*Brief*
The data is to be set down once more, exactly as it reads.

Data to use: Begin

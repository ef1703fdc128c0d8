use uuid::Uuid;

use crate::app::AppState;
use crate::authz::{Action, CategoryTarget, PolicyEvaluator, Principal, Target};
use crate::db::{categories, jokes};
use crate::errors::AppResult;
use crate::lifecycle::{self, TrashFilter, TrashStore};
use crate::models::category::{Category, CategoryChanges, NewCategory};
use crate::models::joke::Joke;

pub async fn list(state: &AppState, actor: &Principal) -> AppResult<Vec<Category>> {
    state.policy.authorize(actor, Action::Browse, Target::Categories)?;
    categories::list_live(&state.pool).await
}

pub async fn search(state: &AppState, actor: &Principal, term: &str) -> AppResult<Vec<Category>> {
    state.policy.authorize(actor, Action::Browse, Target::Categories)?;
    categories::search(&state.pool, term).await
}

pub async fn create(state: &AppState, actor: &Principal, new: &NewCategory) -> AppResult<Category> {
    state.policy.authorize(actor, Action::Create, Target::Categories)?;
    let mut conn = state.pool.acquire().await?;
    let category = categories::insert(&mut conn, new).await?;
    tracing::info!(category_id = %category.id, title = %category.title, "category created");
    Ok(category)
}

pub async fn view(state: &AppState, actor: &Principal, id: Uuid) -> AppResult<Category> {
    let category: Category = lifecycle::find_live(&state.store(), id).await?;
    state.policy.authorize(actor, Action::View, Target::Category(&CategoryTarget { id }))?;
    Ok(category)
}

/// Live jokes filed under a category that the actor may view.
pub async fn list_jokes(state: &AppState, actor: &Principal, id: Uuid) -> AppResult<Vec<Joke>> {
    view(state, actor, id).await?;
    state.policy.authorize(actor, Action::Browse, Target::Jokes)?;
    let filed = jokes::in_category(&state.pool, id).await?;
    super::jokes::visible(state, actor, filed).await
}

pub async fn update(state: &AppState, actor: &Principal, id: Uuid, changes: &CategoryChanges) -> AppResult<Category> {
    let category: Category = lifecycle::find_live(&state.store(), id).await?;
    state.policy.authorize(actor, Action::Update, Target::Category(&CategoryTarget { id }))?;
    categories::update(&state.pool, &category, changes).await
}

/// Soft delete. Joke associations are detached; the jokes stay.
pub async fn delete(state: &AppState, actor: &Principal, id: Uuid) -> AppResult<Category> {
    let store = state.store();
    let category: Category = lifecycle::find_live(&store, id).await?;
    state.policy.authorize(actor, Action::Delete, Target::Category(&CategoryTarget { id }))?;
    lifecycle::soft_delete(&store, category).await
}

pub async fn list_trashed(state: &AppState, actor: &Principal) -> AppResult<Vec<Category>> {
    state.policy.authorize(actor, Action::BrowseTrash, Target::Categories)?;
    TrashStore::<Category>::list_trashed(&state.store(), TrashFilter::All).await
}

pub async fn restore(state: &AppState, actor: &Principal, id: Uuid) -> AppResult<Category> {
    let store = state.store();
    let category: Category = lifecycle::find_trashed(&store, id).await?;
    state.policy.authorize(actor, Action::Restore, Target::Category(&CategoryTarget { id }))?;
    lifecycle::restore(&store, category).await
}

pub async fn purge(state: &AppState, actor: &Principal, id: Uuid) -> AppResult<Uuid> {
    let store = state.store();
    let category: Category = lifecycle::find_trashed(&store, id).await?;
    state.policy.authorize(actor, Action::Purge, Target::Category(&CategoryTarget { id }))?;
    lifecycle::purge(&store, category).await
}

pub async fn restore_all(state: &AppState, actor: &Principal) -> AppResult<u64> {
    state.policy.authorize(actor, Action::Restore, Target::Categories)?;
    lifecycle::restore_all::<Category, _>(&state.store(), TrashFilter::All).await
}

pub async fn purge_all(state: &AppState, actor: &Principal) -> AppResult<u64> {
    state.policy.authorize(actor, Action::Purge, Target::Categories)?;
    lifecycle::purge_all::<Category, _>(&state.store(), TrashFilter::All).await
}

Data to use: End

*Task solution*
repository ef1703fdc128c0d8
use uuid::Uuid;

use crate::app::AppState;
use crate::authz::{Action, CategoryTarget, PolicyEvaluator, Principal, Target};
use crate::db::{categories, jokes};
use crate::errors::AppResult;
use crate::lifecycle::{self, TrashFilter, TrashStore};
use crate::models::category::{Category, CategoryChanges, NewCategory};
use crate::models::joke::Joke;

pub async fn list(state: &AppState, actor: &Principal) -> AppResult<Vec<Category>> {
    state.policy.authorize(actor, Action::Browse, Target::Categories)?;
    categories::list_live(&state.pool).await
}

pub async fn search(state: &AppState, actor: &Principal, term: &str) -> AppResult<Vec<Category>> {
    state.policy.authorize(actor, Action::Browse, Target::Categories)?;
    categories::search(&state.pool, term).await
}

pub async fn create(state: &AppState, actor: &Principal, new: &NewCategory) -> AppResult<Category> {
    state.policy.authorize(actor, Action::Create, Target::Categories)?;
    let mut conn = state.pool.acquire().await?;
    let category = categories::insert(&mut conn, new).await?;
    tracing::info!(category_id = %category.id, title = %category.title, "category created");
    Ok(category)
}

pub async fn view(state: &AppState, actor: &Principal, id: Uuid) -> AppResult<Category> {
    let category: Category = lifecycle::find_live(&state.store(), id).await?;
    state.policy.authorize(actor, Action::View, Target::Category(&CategoryTarget { id }))?;
    Ok(category)
}

/// Live jokes filed under a category that the actor may view.
pub async fn list_jokes(state: &AppState, actor: &Principal, id: Uuid) -> AppResult<Vec<Joke>> {
    view(state, actor, id).await?;
    state.policy.authorize(actor, Action::Browse, Target::Jokes)?;
    let filed = jokes::in_category(&state.pool, id).await?;
    super::jokes::visible(state, actor, filed).await
}

pub async fn update(state: &AppState, actor: &Principal, id: Uuid, changes: &CategoryChanges) -> AppResult<Category> {
    let category: Category = lifecycle::find_live(&state.store(), id).await?;
    state.policy.authorize(actor, Action::Update, Target::Category(&CategoryTarget { id }))?;
    categories::update(&state.pool, &category, changes).await
}

/// Soft delete. Joke associations are detached; the jokes stay.
pub async fn delete(state: &AppState, actor: &Principal, id: Uuid) -> AppResult<Category> {
    let store = state.store();
    let category: Category = lifecycle::find_live(&store, id).await?;
    state.policy.authorize(actor, Action::Delete, Target::Category(&CategoryTarget { id }))?;
    lifecycle::soft_delete(&store, category).await
}

pub async fn list_trashed(state: &AppState, actor: &Principal) -> AppResult<Vec<Category>> {
    state.policy.authorize(actor, Action::BrowseTrash, Target::Categories)?;
    TrashStore::<Category>::list_trashed(&state.store(), TrashFilter::All).await
}

pub async fn restore(state: &AppState, actor: &Principal, id: Uuid) -> AppResult<Category> {
    let store = state.store();
    let category: Category = lifecycle::find_trashed(&store, id).await?;
    state.policy.authorize(actor, Action::Restore, Target::Category(&CategoryTarget { id }))?;
    lifecycle::restore(&store, category).await
}

pub async fn purge(state: &AppState, actor: &Principal, id: Uuid) -> AppResult<Uuid> {
    let store = state.store();
    let category: Category = lifecycle::find_trashed(&store, id).await?;
    state.policy.authorize(actor, Action::Purge, Target::Category(&CategoryTarget { id }))?;
    lifecycle::purge(&store, category).await
}

pub async fn restore_all(state: &AppState, actor: &Principal) -> AppResult<u64> {
    state.policy.authorize(actor, Action::Restore, Target::Categories)?;
    lifecycle::restore_all::<Category, _>(&state.store(), TrashFilter::All).await
}

pub async fn purge_all(state: &AppState, actor: &Principal) -> AppResult<u64> {
    state.policy.authorize(actor, Action::Purge, Target::Categories)?;
    lifecycle::purge_all::<Category, _>(&state.store(), TrashFilter::All).await
}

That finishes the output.